■ **Exercise objective**
Produce as output only the lines below starting at the line with "let mut serializer" and continuing through the line with "let cli = parse(&[]);", each one exactly as written.

BEGIN Listed records

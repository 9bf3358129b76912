//! Contributions CLI - list the GitHub repositories a user has contributed to.

mod config;
mod progress;

use std::io::Write;
use std::path::PathBuf;
use std::process::ExitCode;
use std::sync::Arc;
use std::time::Duration;

use clap::Parser;
use contributions::{ReportEntry, ScanOptions, StatsPolicy, list_contributions};
use serde::Serialize;
use serde_json::ser::{PrettyFormatter, Serializer};
use tracing_subscriber::EnvFilter;

use crate::config::Config;
use crate::progress::ProgressReporter;

#[derive(Debug, Parser)]
#[command(name = "contributions")]
#[command(version)]
#[command(about = "List repositories a GitHub user has contributed to")]
#[command(
    long_about = "Contributions scans every repository owned by a user and by the \
organizations they belong to, fetches contributor statistics for each one, and \
prints the user's entry for every repository they contributed to as JSON. \
A valid GitHub token is required, via GITHUB_TOKEN or the config file."
)]
#[command(after_long_help = r#"EXAMPLES
    Scan your own repositories and organizations:
        $ contributions > contributions.json

    Scan a specific user across two organizations:
        $ contributions -u alice -o acme -o globex --out alice.json

    Scan a GitHub Enterprise installation:
        $ contributions -g https://ghe.example.com/api

CONFIGURATION
    Contributions reads configuration from:
      1. ~/.config/contributions/config.toml (or $XDG_CONFIG_HOME/contributions/config.toml)
      2. ./contributions.toml
      3. Environment variables (CONTRIBUTIONS_ prefix, e.g., CONTRIBUTIONS_SCAN__CONCURRENCY)
      4. .env file in current directory

ENVIRONMENT VARIABLES
    GITHUB_TOKEN                    GitHub personal access token
    CONTRIBUTIONS_GITHUB__TOKEN     GitHub token (takes precedence over GITHUB_TOKEN)
    CONTRIBUTIONS_GITHUB__URL       GitHub API base URL
    RUST_LOG                        Log filter (overrides --verbose)
"#)]
struct Cli {
    /// GitHub API base URL (default from config or https://api.github.com)
    #[arg(short = 'g', long)]
    url: Option<String>,

    /// Contributor username (default: the token's owner)
    #[arg(short = 'u', long)]
    username: Option<String>,

    /// Owners to check instead of the user's organizations; repeatable
    #[arg(short = 'o', long = "owner")]
    owners: Vec<String>,

    /// Verbose logging
    #[arg(short = 'v', long)]
    verbose: bool,

    /// Don't show the progress bar
    #[arg(short = 'n', long)]
    no_progress: bool,

    /// Maximum concurrent requests to GitHub (default from config or 20)
    #[arg(short = 'm', long)]
    max_concurrency: Option<usize>,

    /// Maximum concurrent requests to the contributors endpoint (default from config or 20)
    #[arg(short = 'c', long)]
    max_contributors: Option<usize>,

    /// Seconds between polls while stats are computed (default from config or 5)
    #[arg(long, value_name = "SECS")]
    stats_delay: Option<u64>,

    /// Give up on a repository after this many polls (default: never)
    #[arg(long, value_name = "N")]
    max_stats_attempts: Option<usize>,

    /// Output file (default: stdout)
    #[arg(long, value_name = "PATH")]
    out: Option<PathBuf>,
}

impl Cli {
    /// Merge flags over the loaded configuration.
    fn scan_options(&self, config: &Config, token: Option<String>) -> ScanOptions {
        let defaults = ScanOptions::default();
        ScanOptions {
            base_url: self
                .url
                .clone()
                .or_else(|| config.github.url.clone())
                .unwrap_or(defaults.base_url),
            token,
            username: self.username.clone(),
            owners: self.owners.clone(),
            concurrency: self.max_concurrency.unwrap_or(config.scan.concurrency),
            stats_concurrency: self
                .max_contributors
                .unwrap_or(config.scan.stats_concurrency),
            stats: StatsPolicy {
                delay: Duration::from_secs(
                    self.stats_delay.unwrap_or(config.scan.stats_delay_secs),
                ),
                max_attempts: self.max_stats_attempts.or(config.scan.max_stats_attempts),
            },
            request_timeout: Duration::from_secs(config.scan.request_timeout_secs),
        }
    }
}

fn default_filter(verbose: bool) -> &'static str {
    if verbose {
        "contributions=debug,contributions_cli=debug"
    } else {
        "contributions=warn,contributions_cli=warn"
    }
}

fn init_tracing(verbose: bool) {
    let env_filter = match EnvFilter::try_from_default_env() {
        Ok(filter) => filter,
        Err(_) => EnvFilter::new(default_filter(verbose)),
    };

    tracing_subscriber::fmt()
        .with_env_filter(env_filter)
        .with_target(false)
        .with_writer(std::io::stderr)
        .init();
}

/// Render the report as JSON indented with four spaces, plus a newline.
fn render_report(entries: &[ReportEntry]) -> Result<Vec<u8>, serde_json::Error> {
    let mut buf = Vec::new();
    let mut serializer = Serializer::with_formatter(&mut buf, PrettyFormatter::with_indent(b"    "));
    entries.serialize(&mut serializer)?;
    buf.push(b'\n');
    Ok(buf)
}

async fn run(cli: Cli) -> Result<(), Box<dyn std::error::Error>> {
    // Load configuration (config file -> env vars -> defaults)
    let config = Config::load();
    let options = cli.scan_options(&config, config.github_token());

    let reporter = Arc::new(ProgressReporter::new(!cli.no_progress));
    let result = list_contributions(&options, Some(reporter.as_callback())).await;
    reporter.finish();
    let report = result?;

    for (repo, error) in &report.failures {
        tracing::debug!(repo = %repo, error = %error, "Left out of report");
    }

    let rendered = render_report(&report.entries)?;
    match &cli.out {
        Some(path) => std::fs::write(path, rendered)?,
        None => {
            let mut stdout = std::io::stdout().lock();
            stdout.write_all(&rendered)?;
            stdout.flush()?;
        }
    }
    Ok(())
}

#[tokio::main(flavor = "current_thread")]
async fn main() -> ExitCode {
    dotenvy::dotenv().ok();

    let cli = Cli::parse();
    init_tracing(cli.verbose);

    match run(cli).await {
        Ok(()) => ExitCode::SUCCESS,
        Err(e) => {
            eprintln!("error: {e}");
            ExitCode::FAILURE
        }
    }
}

#[cfg(test)]
mod tests {
    use super::*;
    use contributions::{ContributorStats, RepoRef};
    use serde_json::json;

    fn parse(args: &[&str]) -> Cli {
        Cli::try_parse_from(std::iter::once("contributions").chain(args.iter().copied()))
            .expect("valid arguments")
    }

    #[test]
    fn test_defaults() {
        let cli = parse(&[]);
        assert!(cli.url.is_none());
        assert!(cli.owners.is_empty());
        assert!(!cli.verbose);
        assert!(!cli.no_progress);
        assert!(cli.out.is_none());

        let options = cli.scan_options(&Config::default(), None);
        assert_eq!(options.base_url, "https://api.github.com");
        assert_eq!(options.concurrency, 20);
        assert_eq!(options.stats_concurrency, 20);
        assert_eq!(options.stats, StatsPolicy::default());
        assert_eq!(options.request_timeout, Duration::from_secs(60));
    }

    #[test]
    fn test_short_flags() {
        let cli = parse(&[
            "-g",
            "https://ghe.example.com/api",
            "-u",
            "alice",
            "-o",
            "acme",
            "-o",
            "globex",
            "-v",
            "-n",
            "-m",
            "5",
            "-c",
            "2",
        ]);

        assert_eq!(cli.username.as_deref(), Some("alice"));
        assert_eq!(cli.owners, vec!["acme", "globex"]);
        assert!(cli.verbose);
        assert!(cli.no_progress);

        let options = cli.scan_options(&Config::default(), Some("t".into()));
        assert_eq!(options.base_url, "https://ghe.example.com/api");
        assert_eq!(options.concurrency, 5);
        assert_eq!(options.stats_concurrency, 2);
        assert_eq!(options.token.as_deref(), Some("t"));
    }

    #[test]
    fn test_flags_override_config() {
        let mut config = Config::default();
        config.github.url = Some("https://ghe.internal/api".into());
        config.scan.concurrency = 8;
        config.scan.stats_delay_secs = 9;
        config.scan.max_stats_attempts = Some(3);

        let from_config = parse(&[]).scan_options(&config, None);
        assert_eq!(from_config.base_url, "https://ghe.internal/api");
        assert_eq!(from_config.concurrency, 8);
        assert_eq!(from_config.stats.delay, Duration::from_secs(9));
        assert_eq!(from_config.stats.max_attempts, Some(3));

        let from_flags = parse(&[
            "--max-concurrency",
            "2",
            "--stats-delay",
            "1",
            "--max-stats-attempts",
            "7",
        ])
        .scan_options(&config, None);
        assert_eq!(from_flags.concurrency, 2);
        assert_eq!(from_flags.stats.delay, Duration::from_secs(1));
        assert_eq!(from_flags.stats.max_attempts, Some(7));
    }

    #[test]
    fn test_out_path_and_invalid_numbers() {
        let cli = parse(&["--out", "report.json"]);
        assert_eq!(cli.out, Some(PathBuf::from("report.json")));

        assert!(Cli::try_parse_from(["contributions", "-m", "many"]).is_err());
    }

    #[test]
    fn test_default_filter_levels() {
        assert_eq!(
            default_filter(false),
            "contributions=warn,contributions_cli=warn"
        );
        assert_eq!(
            default_filter(true),
            "contributions=debug,contributions_cli=debug"
        );
    }

    #[test]
    fn test_render_report_uses_four_space_indent() {
        let stats: ContributorStats =
            serde_json::from_value(json!({"author": {"login": "alice"}, "total": 5}))
                .expect("stats");
        let entries = vec![ReportEntry {
            repo: RepoRef {
                owner: "acme".into(),
                name: "r1".into(),
            },
            stats,
        }];

        let rendered = String::from_utf8(render_report(&entries).expect("render")).expect("utf8");

        assert!(rendered.starts_with("[\n    {\n        \"repo\": {"));
        assert!(rendered.ends_with("]\n"));
        let parsed: serde_json::Value = serde_json::from_str(&rendered).expect("valid json");
        assert_eq!(parsed[0]["stats"]["total"], 5);
        assert_eq!(parsed[0]["repo"]["owner"], "acme");
    }

    #[test]
    fn test_render_empty_report() {
        let rendered = render_report(&[]).expect("render");
        assert_eq!(rendered, b"[]\n");
    }
}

END Listed records

■ **Your response**
    let mut serializer = Serializer::with_formatter(&mut buf, PrettyFormatter::with_indent(b"    "));
    entries.serialize(&mut serializer)?;
    buf.push(b'\n');
    Ok(buf)
}

async fn run(cli: Cli) -> Result<(), Box<dyn std::error::Error>> {
    // Load configuration (config file -> env vars -> defaults)
    let config = Config::load();
    let options = cli.scan_options(&config, config.github_token());

    let reporter = Arc::new(ProgressReporter::new(!cli.no_progress));
    let result = list_contributions(&options, Some(reporter.as_callback())).await;
    reporter.finish();
    let report = result?;

    for (repo, error) in &report.failures {
        tracing::debug!(repo = %repo, error = %error, "Left out of report");
    }

    let rendered = render_report(&report.entries)?;
    match &cli.out {
        Some(path) => std::fs::write(path, rendered)?,
        None => {
            let mut stdout = std::io::stdout().lock();
            stdout.write_all(&rendered)?;
            stdout.flush()?;
        }
    }
    Ok(())
}

#[tokio::main(flavor = "current_thread")]
async fn main() -> ExitCode {
    dotenvy::dotenv().ok();

    let cli = Cli::parse();
    init_tracing(cli.verbose);

    match run(cli).await {
        Ok(()) => ExitCode::SUCCESS,
        Err(e) => {
            eprintln!("error: {e}");
            ExitCode::FAILURE
        }
    }
}

#[cfg(test)]
mod tests {
    use super::*;
    use contributions::{ContributorStats, RepoRef};
    use serde_json::json;

    fn parse(args: &[&str]) -> Cli {
        Cli::try_parse_from(std::iter::once("contributions").chain(args.iter().copied()))
            .expect("valid arguments")
    }

    #[test]
    fn test_defaults() {
        let cli = parse(&[]);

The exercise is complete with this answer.